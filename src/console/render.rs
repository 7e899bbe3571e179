//! Text rendering of console replies and dashboard notices

use std::fmt::Write;

use crate::capture::CaptureDisplay;
use crate::catalog::{category_label, FilterState, Product};
use crate::config::OutputFormat;
use crate::events::DashboardEvent;
use crate::signal::MeterReading;
use crate::state::DashboardStatus;

use super::protocol::Response;

const GAUGE_WIDTH: usize = 40;

/// Commands listed by `help`
pub const HELP: &[&str] = &[
    "start                      begin analysis",
    "stop                       end analysis",
    "reset                      reset confidence and indicators",
    "status                     show the dashboard",
    "products                   list products passing the filters",
    "filter category <v|all>    restrict to a category",
    "filter condition <v|all>   restrict to a condition",
    "search <text>              search title, brand and description",
    "sort <order>               newest, price_low or price_high",
    "clear-filters              restore default filters",
    "filters                    show or hide the filter panel",
    "show <id>                  open a product's details",
    "close                      close the details",
    "options                    list filter and sort values",
    "quit                       exit",
];

/// Render a reply as plain text
pub fn render(response: &Response) -> String {
    match response {
        Response::Status(status) => render_status(status),
        Response::Accepted { command } => format!("ok: {}", command),
        Response::Products {
            filters,
            filter_panel,
            selected,
            products,
        } => render_products(filters, *filter_panel, selected.as_deref(), products),
        Response::Filters { filters } => format!("filters: {}", describe_filters(filters)),
        Response::FilterPanel { shown } => {
            format!("filter panel {}", if *shown { "shown" } else { "hidden" })
        }
        Response::Detail { product } => render_detail(product),
        Response::Closed => "details closed".to_string(),
        Response::Options {
            categories,
            conditions,
            sort,
        } => {
            let mut out = String::new();
            for (title, entries) in [
                ("Category", categories),
                ("Condition", conditions),
                ("Sort By", sort),
            ] {
                let _ = writeln!(out, "{}:", title);
                for entry in entries {
                    let _ = writeln!(out, "  {:<12} {}", entry.value, entry.label);
                }
            }
            out.trim_end().to_string()
        }
        Response::Help { commands } => commands.join("\n"),
        Response::Error { message, .. } => format!("error: {}", message),
    }
}

/// Render a dashboard event as a notice line, if it has one
pub fn render_notice(event: &DashboardEvent) -> Option<String> {
    event
        .notice()
        .map(|(title, description)| format!("== {} == {}", title, description))
}

/// Line to print for an event: notices in text mode, every event as JSON
pub fn event_line(event: &DashboardEvent, format: OutputFormat) -> Option<String> {
    match format {
        OutputFormat::Text => render_notice(event),
        OutputFormat::Json => serde_json::to_string(event).ok(),
    }
}

fn render_status(status: &DashboardStatus) -> String {
    let snapshot = &status.dashboard;
    let mut out = String::new();

    let camera = match status.capture {
        CaptureDisplay::Live => "RECORDING",
        CaptureDisplay::Inactive => "Camera Inactive",
    };
    let _ = writeln!(
        out,
        "Analysis: {}   Camera: {}   Ticks: {}",
        if snapshot.active { "RUNNING" } else { "STOPPED" },
        camera,
        snapshot.ticks
    );
    let _ = writeln!(out, "{}", render_meter(&snapshot.meter));
    for indicator in &snapshot.indicators {
        let _ = writeln!(
            out,
            "  {:<16} {:<10} [{}]",
            indicator.kind.title(),
            indicator.label,
            indicator.status
        );
    }
    out.trim_end().to_string()
}

fn render_meter(meter: &MeterReading) -> String {
    let filled = ((meter.display / 100.0) * GAUGE_WIDTH as f64).round() as usize;
    let filled = filled.min(GAUGE_WIDTH);
    format!(
        "Truth Confidence {:>3}% {}\n  LIE [{}{}] TRUTH\n  Deception {}%  Deviation {}%  Honesty {}%",
        meter.honesty,
        meter.band,
        "#".repeat(filled),
        ".".repeat(GAUGE_WIDTH - filled),
        meter.deception,
        meter.deviation,
        meter.honesty
    )
}

fn describe_filters(filters: &FilterState) -> String {
    let category = filters
        .category
        .as_deref()
        .and_then(category_label)
        .unwrap_or("All Categories");
    let condition = filters
        .condition
        .map(|c| c.label())
        .unwrap_or("All Conditions");
    let mut out = format!("{}, {}, {}", category, condition, filters.sort_by.label());
    if !filters.search.is_empty() {
        let _ = write!(out, ", search \"{}\"", filters.search);
    }
    out
}

fn render_products(
    filters: &FilterState,
    filter_panel: bool,
    selected: Option<&str>,
    products: &[Product],
) -> String {
    let mut out = String::new();
    if filter_panel {
        let _ = writeln!(out, "Filters: {}", describe_filters(filters));
    }
    let _ = writeln!(out, "{} products", products.len());
    if products.is_empty() {
        out.push_str("  no products match");
        return out;
    }
    for product in products {
        let marker = if selected == Some(product.id.as_str()) { '>' } else { ' ' };
        let _ = writeln!(
            out,
            "{} [{}] {:<26} ${:>5}  {:<10} {:<9} {}",
            marker,
            product.id,
            product.title,
            product.price,
            product.category,
            product.condition.badge(),
            product.location
        );
    }
    out.trim_end().to_string()
}

fn render_detail(product: &Product) -> String {
    let mut out = String::new();
    let _ = writeln!(out, "{} [{}]", product.title, product.status);
    let _ = writeln!(out, "  {} - {}", product.brand, product.model);
    let _ = writeln!(out, "  ${}", product.price);
    let _ = writeln!(
        out,
        "  {} / {}",
        product.category,
        product.condition.badge()
    );
    let _ = writeln!(out, "  {}", product.description);
    let _ = writeln!(out, "  {}", product.location);
    let _ = writeln!(out, "  Listed {}", product.created_at.format("%Y-%m-%d"));
    let _ = write!(out, "  {}", product.image);
    out
}
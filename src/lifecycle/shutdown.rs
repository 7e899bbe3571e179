//! Signal handling for graceful shutdown

use anyhow::{Context, Result};
use tokio::signal::unix::{signal, Signal, SignalKind};
use tracing::debug;

/// Handles shutdown signals (SIGTERM, SIGINT)
pub struct ShutdownSignal {
    sigterm: Signal,
    sigint: Signal,
}

impl ShutdownSignal {
    /// Register the signal handlers
    pub fn new() -> Result<Self> {
        Ok(Self {
            sigterm: signal(SignalKind::terminate()).context("failed to register SIGTERM handler")?,
            sigint: signal(SignalKind::interrupt()).context("failed to register SIGINT handler")?,
        })
    }

    /// Wait for a shutdown signal
    pub async fn wait(&mut self) {
        tokio::select! {
            _ = self.sigterm.recv() => {
                debug!("received SIGTERM");
            }
            _ = self.sigint.recv() => {
                debug!("received SIGINT");
            }
        }
    }
}

#[cfg(test)]
mod tests {
    use super::*;

    #[tokio::test]
    async fn test_handlers_register() {
        assert!(ShutdownSignal::new().is_ok());
    }
}
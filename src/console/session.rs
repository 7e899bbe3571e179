//! Interactive console session
//!
//! Reads command lines, forwards dashboard commands to the controller,
//! serves marketplace commands from its own view, and writes replies and
//! dashboard notices through a single writer.

use anyhow::{Context, Result};
use tokio::io::{AsyncWrite, AsyncWriteExt};
use tokio::sync::broadcast::error::{RecvError, TryRecvError};
use tokio::sync::{broadcast, mpsc, oneshot};
use tracing::{debug, info, warn};

use crate::catalog::MarketplaceView;
use crate::config::OutputFormat;
use crate::events::DashboardEvent;
use crate::state::{DashboardCommand, DashboardStatus, StatusReply};

use super::protocol::{parse_line, Request, Response};
use super::render::{event_line, render, HELP};

/// What the session should do after a request
#[derive(Debug)]
pub enum Flow {
    Reply(Response),
    Quit,
}

/// A console bound to one dashboard controller
pub struct Console {
    view: MarketplaceView,
    command_tx: mpsc::Sender<DashboardCommand>,
    event_rx: broadcast::Receiver<DashboardEvent>,
    format: OutputFormat,
}

impl Console {
    pub fn new(
        view: MarketplaceView,
        command_tx: mpsc::Sender<DashboardCommand>,
        event_rx: broadcast::Receiver<DashboardEvent>,
        format: OutputFormat,
    ) -> Self {
        Self {
            view,
            command_tx,
            event_rx,
            format,
        }
    }

    #[cfg(test)]
    pub fn view(&self) -> &MarketplaceView {
        &self.view
    }

    /// Handle lines until the input closes or `quit`, printing dashboard
    /// events as they arrive
    pub async fn run<W>(&mut self, mut lines: mpsc::Receiver<String>, mut output: W) -> Result<()>
    where
        W: AsyncWrite + Unpin,
    {
        let mut events_open = true;

        loop {
            tokio::select! {
                line = lines.recv() => {
                    let Some(line) = line else {
                        debug!("console input closed");
                        break;
                    };
                    match self.handle_line(&line).await? {
                        Some(Flow::Reply(response)) => {
                            self.write(&mut output, &response).await?;
                            // Notices caused by this command follow its reply
                            self.flush_events(&mut output).await?;
                        }
                        Some(Flow::Quit) => {
                            info!("quit requested");
                            break;
                        }
                        None => {}
                    }
                }
                event = self.event_rx.recv(), if events_open => match event {
                    Ok(event) => self.write_event(&mut output, &event).await?,
                    Err(RecvError::Lagged(n)) => {
                        warn!(skipped = n, "event receiver lagged");
                    }
                    Err(RecvError::Closed) => {
                        debug!("event channel closed");
                        events_open = false;
                    }
                },
            }
        }

        Ok(())
    }

    async fn handle_line(&mut self, line: &str) -> Result<Option<Flow>> {
        match parse_line(line) {
            Ok(None) => Ok(None),
            Ok(Some(request)) => self.process(request).await.map(Some),
            Err(e) => {
                warn!(error = %e, "rejected command");
                Ok(Some(Flow::Reply(Response::from(e))))
            }
        }
    }

    /// Handle one parsed request
    pub async fn process(&mut self, request: Request) -> Result<Flow> {
        debug!(?request, "console request");

        let response = match request {
            Request::Start => self.forward(DashboardCommand::Start, "start").await?,
            Request::Stop => self.forward(DashboardCommand::Stop, "stop").await?,
            Request::Reset => self.forward(DashboardCommand::Reset, "reset").await?,
            Request::Status => Response::Status(self.request(DashboardCommand::Snapshot).await?),
            Request::Products => self.products(),
            Request::FilterCategory { value } => {
                self.view.filters_mut().category = value;
                self.products()
            }
            Request::FilterCondition { value } => {
                self.view.filters_mut().condition = value;
                self.products()
            }
            Request::Search { text } => {
                self.view.filters_mut().search = text;
                self.products()
            }
            Request::Sort { by } => {
                self.view.filters_mut().sort_by = by;
                self.products()
            }
            Request::ClearFilters => {
                self.view.reset_filters();
                Response::Filters {
                    filters: self.view.filters().clone(),
                }
            }
            Request::ToggleFilters => Response::FilterPanel {
                shown: self.view.toggle_filters(),
            },
            Request::Show { id } => match self.view.select(&id) {
                Some(product) => Response::Detail {
                    product: product.clone(),
                },
                None => Response::Error {
                    code: "not_found".to_string(),
                    message: format!("no product with id '{}'", id),
                },
            },
            Request::Close => {
                self.view.close();
                Response::Closed
            }
            Request::Options => Response::options(),
            Request::Help => Response::Help { commands: HELP },
            Request::Quit => return Ok(Flow::Quit),
        };

        Ok(Flow::Reply(response))
    }

    /// Send a command and wait until the controller has applied it
    async fn request(&self, command: fn(StatusReply) -> DashboardCommand) -> Result<DashboardStatus> {
        let (reply_tx, reply_rx) = oneshot::channel();
        self.command_tx
            .send(command(reply_tx))
            .await
            .context("dashboard controller is gone")?;
        reply_rx
            .await
            .context("dashboard controller dropped the reply")
    }

    async fn forward(
        &self,
        command: fn(StatusReply) -> DashboardCommand,
        name: &'static str,
    ) -> Result<Response> {
        self.request(command).await?;
        Ok(Response::Accepted { command: name })
    }

    fn products(&self) -> Response {
        Response::Products {
            filters: self.view.filters().clone(),
            filter_panel: self.view.filters_shown(),
            selected: self.view.selected().map(|p| p.id.clone()),
            products: self.view.visible(),
        }
    }

    async fn flush_events<W: AsyncWrite + Unpin>(&mut self, output: &mut W) -> Result<()> {
        loop {
            match self.event_rx.try_recv() {
                Ok(event) => self.write_event(output, &event).await?,
                Err(TryRecvError::Lagged(n)) => {
                    warn!(skipped = n, "event receiver lagged");
                }
                Err(TryRecvError::Empty) | Err(TryRecvError::Closed) => return Ok(()),
            }
        }
    }

    async fn write_event<W: AsyncWrite + Unpin>(
        &self,
        output: &mut W,
        event: &DashboardEvent,
    ) -> Result<()> {
        match event_line(event, self.format) {
            Some(line) => self.write_line(output, line).await,
            None => Ok(()),
        }
    }

    async fn write<W: AsyncWrite + Unpin>(&self, output: &mut W, response: &Response) -> Result<()> {
        let text = match self.format {
            OutputFormat::Text => render(response),
            OutputFormat::Json => serde_json::to_string(response)?,
        };
        self.write_line(output, text).await
    }

    async fn write_line<W: AsyncWrite + Unpin>(&self, output: &mut W, mut text: String) -> Result<()> {
        text.push('\n');
        output.write_all(text.as_bytes()).await?;
        output.flush().await?;
        Ok(())
    }
}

### [What is being asked]
For the string "channel", go through the entries above and copy each line where it occurs.

### [Your solution]
                        debug!("event channel closed");
        let (reply_tx, reply_rx) = oneshot::channel();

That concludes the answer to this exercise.